Die „Hausmütterchen“ trumpfen auf
Wir schreiben das Jahr 1955, als Elli Friedrichs, Irmgard Güldner und Luise Sandmann es leid sind, jeden Dienstagabend auf ihre Männer zu warten, bis die vom Übungsschießen „mit anschließendem Umtrunk“ nach Hause kommen . Sie beschließen, in die Männerdomäne „Schützenverein“ einzubrechen und ihre Gatten vor vollendete Tatsachen zu stellen. Heimlich nähen sie sich mit zwei weiteren „Leidensgenossinnen“ eine Uniform, die der der Männer angepasst war: graue Uniformjacke mit grünem Kragen.
Beim Schützenfest haben die nunmehr fünf Damen ihren großen Auftritt. Sie beziehen Stellung auf der Treppe des Gasthauses Heise (heute Restaurant „Ikaros“) und erwarten den Festumzug, der sich vom Festplatz in der Alten Aue her nähert. Von ihrem erhöhten Standort haben sie nicht nur einen guten Blick über die vielen Schaulustigen an der Heise-Kreuzung und auf den sich nahenden Festzug, sondern können auch gut gesehen werden.
Als die letterschen Schützen die fünf schmucken Damen erblicken, sind sie wohl erst fassungslos (was hinterher keiner zugeben wollte) und danach begeistert. Der Gedanke an die Gründung einer Damenabteilung nistet sich in der Folge langsam, aber stetig in das Hirn zahlreicher Schützen ein und so wird in der darauf folgenden Jahresversammlung ein entsprechender Beschluss gefasst: trotz der Bedenken einiger Schützenbrüder, hier könnte „eine Kaffeeklatschrunde“ entstehen.
Wohl um die Übersicht nicht ganz zu verlieren, wählt die „männerdominierte“ Versammlung mit Karl-Heinz Friedrichs einen Mann als erste Damenleiterin. Und der nimmt seine Aufgabe ernst, so dass die schießsportliche Ausbildung der Damen und das intensive Training bald erste Früchte zeigen. So wird Ingrid Güldner (heute heißt sie Harmsen) 1961 Dritte beim Bundesschießen in München. Auf Kreisebene müssen die letterschen Damen noch einige Zeit „auf Gegner“ warten, denn in vielen Schützenvereinen kommt es erst später zur Gründung von Damenabteilungen.
Aber auch die Emanzipation der letterschen Damen geht nur schrittweise voran. In den ersten Jahren wird nur der Titel einer Damenbesten vergeben, der 1959 in „Damenkönigin“ umgewandelt wird, als Irmgard Güldner die entsprechende Königskette stiftet.

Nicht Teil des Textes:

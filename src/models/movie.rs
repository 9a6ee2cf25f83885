use serde::{ser::SerializeMap, Serialize, Serializer};

/// A title proposed by a candidate-generation strategy, not yet enriched
#[derive(Debug, Clone, PartialEq)]
pub struct Candidate {
    /// Key the enriched movie is returned under
    pub key: String,
    pub title: String,
    pub year: Option<u16>,
    /// Rationale supplied by the strategy itself, if any
    pub reason: Option<String>,
}

impl Candidate {
    pub fn new(title: impl Into<String>) -> Self {
        let title = title.into();
        Self {
            key: title.clone(),
            title,
            year: None,
            reason: None,
        }
    }

    /// Builds a candidate from a corpus key shaped like `Title (Year)`
    pub fn from_corpus_key(key: &str) -> Self {
        let (title, year) = split_title_year(key);
        Self {
            key: key.to_string(),
            title,
            year,
            reason: None,
        }
    }

    pub fn with_year(mut self, year: Option<u16>) -> Self {
        self.year = year;
        self
    }

    pub fn with_reason(mut self, reason: impl Into<String>) -> Self {
        self.reason = Some(reason.into());
        self
    }
}

/// Splits `"The Matrix (1999)"` into `("The Matrix", Some(1999))`
///
/// Keys without a trailing numeric parenthesis are returned whole with no year.
pub fn split_title_year(key: &str) -> (String, Option<u16>) {
    let trimmed = key.trim();
    if let (Some(open), true) = (trimmed.rfind('('), trimmed.ends_with(')')) {
        let inner = trimmed[open + 1..trimmed.len() - 1].trim();
        if let Ok(year) = inner.parse::<u16>() {
            return (trimmed[..open].trim().to_string(), Some(year));
        }
    }
    (trimmed.to_string(), None)
}

/// Fully resolved metadata for a recommended movie
#[derive(Debug, Clone, Serialize, PartialEq, Default)]
pub struct MovieDetails {
    pub title: String,
    pub year: Option<String>,
    pub genre: Option<String>,
    pub director: Option<String>,
    pub actors: Option<String>,
    /// Working plot; summarized when the summary call succeeded
    pub plot: Option<String>,
    /// Long-form plot from the secondary source, already length-capped
    pub long_plot: Option<String>,
    pub rating: Option<String>,
    pub runtime: Option<String>,
    pub language: Option<String>,
    pub country: Option<String>,
    pub awards: Option<String>,
    pub poster: Option<String>,
    pub reason: Option<String>,
}

/// Outcome of enriching one candidate
#[derive(Debug, Clone, PartialEq)]
pub enum EnrichedMovie {
    Valid(Box<MovieDetails>),
    /// Metadata lookup failed; nothing but the requested title is known
    Invalid { title: String },
}

impl EnrichedMovie {
    pub fn is_valid(&self) -> bool {
        matches!(self, EnrichedMovie::Valid(_))
    }

    pub fn into_details(self) -> Option<MovieDetails> {
        match self {
            EnrichedMovie::Valid(details) => Some(*details),
            EnrichedMovie::Invalid { .. } => None,
        }
    }
}

/// Valid movies keyed by candidate key, in candidate order, plus notices for the user
#[derive(Debug, Clone, Default, PartialEq)]
pub struct Recommendations {
    pub movies: Vec<(String, MovieDetails)>,
    pub errors: Vec<String>,
}

impl Recommendations {
    pub fn get(&self, key: &str) -> Option<&MovieDetails> {
        self.movies.iter().find(|(k, _)| k == key).map(|(_, m)| m)
    }

    pub fn keys(&self) -> Vec<&str> {
        self.movies.iter().map(|(k, _)| k.as_str()).collect()
    }
}

struct MovieMap<'a>(&'a [(String, MovieDetails)]);

impl Serialize for MovieMap<'_> {
    fn serialize<S: Serializer>(&self, serializer: S) -> Result<S::Ok, S::Error> {
        let mut map = serializer.serialize_map(Some(self.0.len()))?;
        for (key, movie) in self.0 {
            map.serialize_entry(key, movie)?;
        }
        map.end()
    }
}

impl Serialize for Recommendations {
    fn serialize<S: Serializer>(&self, serializer: S) -> Result<S::Ok, S::Error> {
        let mut map = serializer.serialize_map(Some(2))?;
        map.serialize_entry("recommendations", &MovieMap(&self.movies))?;
        map.serialize_entry("errors", &self.errors)?;
        map.end()
    }
}
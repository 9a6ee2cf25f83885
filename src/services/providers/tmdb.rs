/// TMDB provider
///
/// Discovery plus the lookups used to turn profile names into TMDB ids:
/// - `/discover/movie` with `|`-joined (OR) filters, most popular first
/// - `/genre/movie/list`, `/person/popular`
/// - `/search/keyword`, `/search/person` (first hit wins)
use std::collections::BTreeMap;

use crate::{
    error::{AppError, AppResult},
    models::{DiscoverQuery, DiscoveredMovie, TmdbGenreList, TmdbNamedId, TmdbPage},
    services::providers::DiscoverySource,
};
use reqwest::Client as HttpClient;
use serde::de::DeserializeOwned;

const DISCOVER_DEFAULTS: [(&str, &str); 5] = [
    ("include_adult", "false"),
    ("include_video", "false"),
    ("language", "en-US"),
    ("page", "1"),
    ("sort_by", "popularity.desc"),
];

#[derive(Clone)]
pub struct TmdbProvider {
    http_client: HttpClient,
    api_key: String,
    api_url: String,
}

impl TmdbProvider {
    pub fn new(http_client: HttpClient, api_key: String, api_url: String) -> Self {
        Self {
            http_client,
            api_key,
            api_url: api_url.trim_end_matches('/').to_string(),
        }
    }

    fn endpoint(&self, path: &str) -> String {
        format!("{}/{}", self.api_url, path)
    }

    async fn get_json<T: DeserializeOwned>(
        &self,
        path: &str,
        params: &[(&str, String)],
    ) -> AppResult<T> {
        let response = self
            .http_client
            .get(self.endpoint(path))
            .bearer_auth(&self.api_key)
            .header(reqwest::header::ACCEPT, "application/json")
            .query(params)
            .send()
            .await?;

        if !response.status().is_success() {
            let status = response.status();
            let body = response.text().await.unwrap_or_default();
            return Err(AppError::ExternalApi(format!(
                "TMDB API returned status {}: {}",
                status, body
            )));
        }

        Ok(response.json().await?)
    }

    async fn first_search_hit(&self, path: &str, query: &str) -> AppResult<Option<u64>> {
        let page: TmdbPage<TmdbNamedId> = self
            .get_json(
                path,
                &[("query", query.to_string()), ("page", "1".to_string())],
            )
            .await?;
        Ok(page.results.first().map(|hit| hit.id))
    }
}

/// Full discovery query string: fixed defaults followed by the non-empty filters
pub fn discover_params(query: &DiscoverQuery) -> Vec<(&'static str, String)> {
    DISCOVER_DEFAULTS
        .iter()
        .map(|(k, v)| (*k, v.to_string()))
        .chain(query.to_params())
        .collect()
}

#[async_trait::async_trait]
impl DiscoverySource for TmdbProvider {
    async fn discover(&self, query: &DiscoverQuery) -> AppResult<Vec<DiscoveredMovie>> {
        let params = discover_params(query);
        tracing::debug!(params = ?params, "TMDB discover query");

        let page: TmdbPage<DiscoveredMovie> = self.get_json("discover/movie", &params).await?;

        tracing::info!(
            results = page.results.len(),
            provider = "tmdb",
            "Discovery completed"
        );

        Ok(page.results)
    }

    async fn genres(&self) -> AppResult<BTreeMap<String, u64>> {
        let list: TmdbGenreList = self
            .get_json("genre/movie/list", &[("language", "en".to_string())])
            .await?;
        Ok(list.genres.into_iter().map(|g| (g.name, g.id)).collect())
    }

    async fn popular_people(&self) -> AppResult<BTreeMap<String, u64>> {
        let page: TmdbPage<TmdbNamedId> = self.get_json("person/popular", &[]).await?;
        Ok(page.results.into_iter().map(|p| (p.name, p.id)).collect())
    }

    async fn keyword_id(&self, keyword: &str) -> AppResult<Option<u64>> {
        self.first_search_hit("search/keyword", keyword).await
    }

    async fn person_id(&self, name: &str) -> AppResult<Option<u64>> {
        self.first_search_hit("search/person", name).await
    }
}
pub mod request_id;

pub use request_id::{make_span_with_request_id, request_id_middleware, RequestId, REQUEST_ID_HEADER};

Jahrelang wird die Ehrung der Königin noch beim Schützenkönig vorgenommen, statt einer Königsscheibe gibt es einen Zinnteller oder eine kleine Intarsienscheibe.
Erst 1981 holen die Schützen erstmals die damalige Schützenkönigin Renate Bremer von zu Hause ab, ein Jahr später erhält Sabine Huke als erste Damenmajestät eine hölzerne Schützenscheibe für den Hausgiebel. 1984, zum 150-jährigen Bestehen der Schützengesellschaft Letter, können sich die Damen über eine eigene Standarte freuen, wobei der Fahnenträger bis heute ein Mann ist: Emanzipation hat halt seine Grenzen.
Der stetige Aufschwung der Damenabteilung konnte sich sehen lassen. Aus den fünf Gründungsmitgliedern waren nach 25 Jahren 25 Damen geworden, heute zählt die Damenabteilung 72 Mitglieder. Und kein Mann möchte die holde Weiblichkeit mehr missen, die bei den vereinsinternen Preisschießen mit flinken Händen die Preise ansehnlich verpackt, mit Veranstaltungen wie dem Valentinsschießen auch die Männer erfreut oder – und vor allem – auch vor den Scheiben mit außerordentlichen Leistungen glänzt. Ihre vielfältigen Talente zeigen die letterschen Schützendamen auch bei den gesellschaftlichen Ereignissen: ob beim Managen des Kindernachmittages am Schützenfest-Montag oder als knackige „Can Can-Girls“ beim Schützenball. Den fünf Damen im grauen Schützenrock sei gedankt für ihren damaligen Mut, die Männer vor vollendete Tatsachen zu stellen.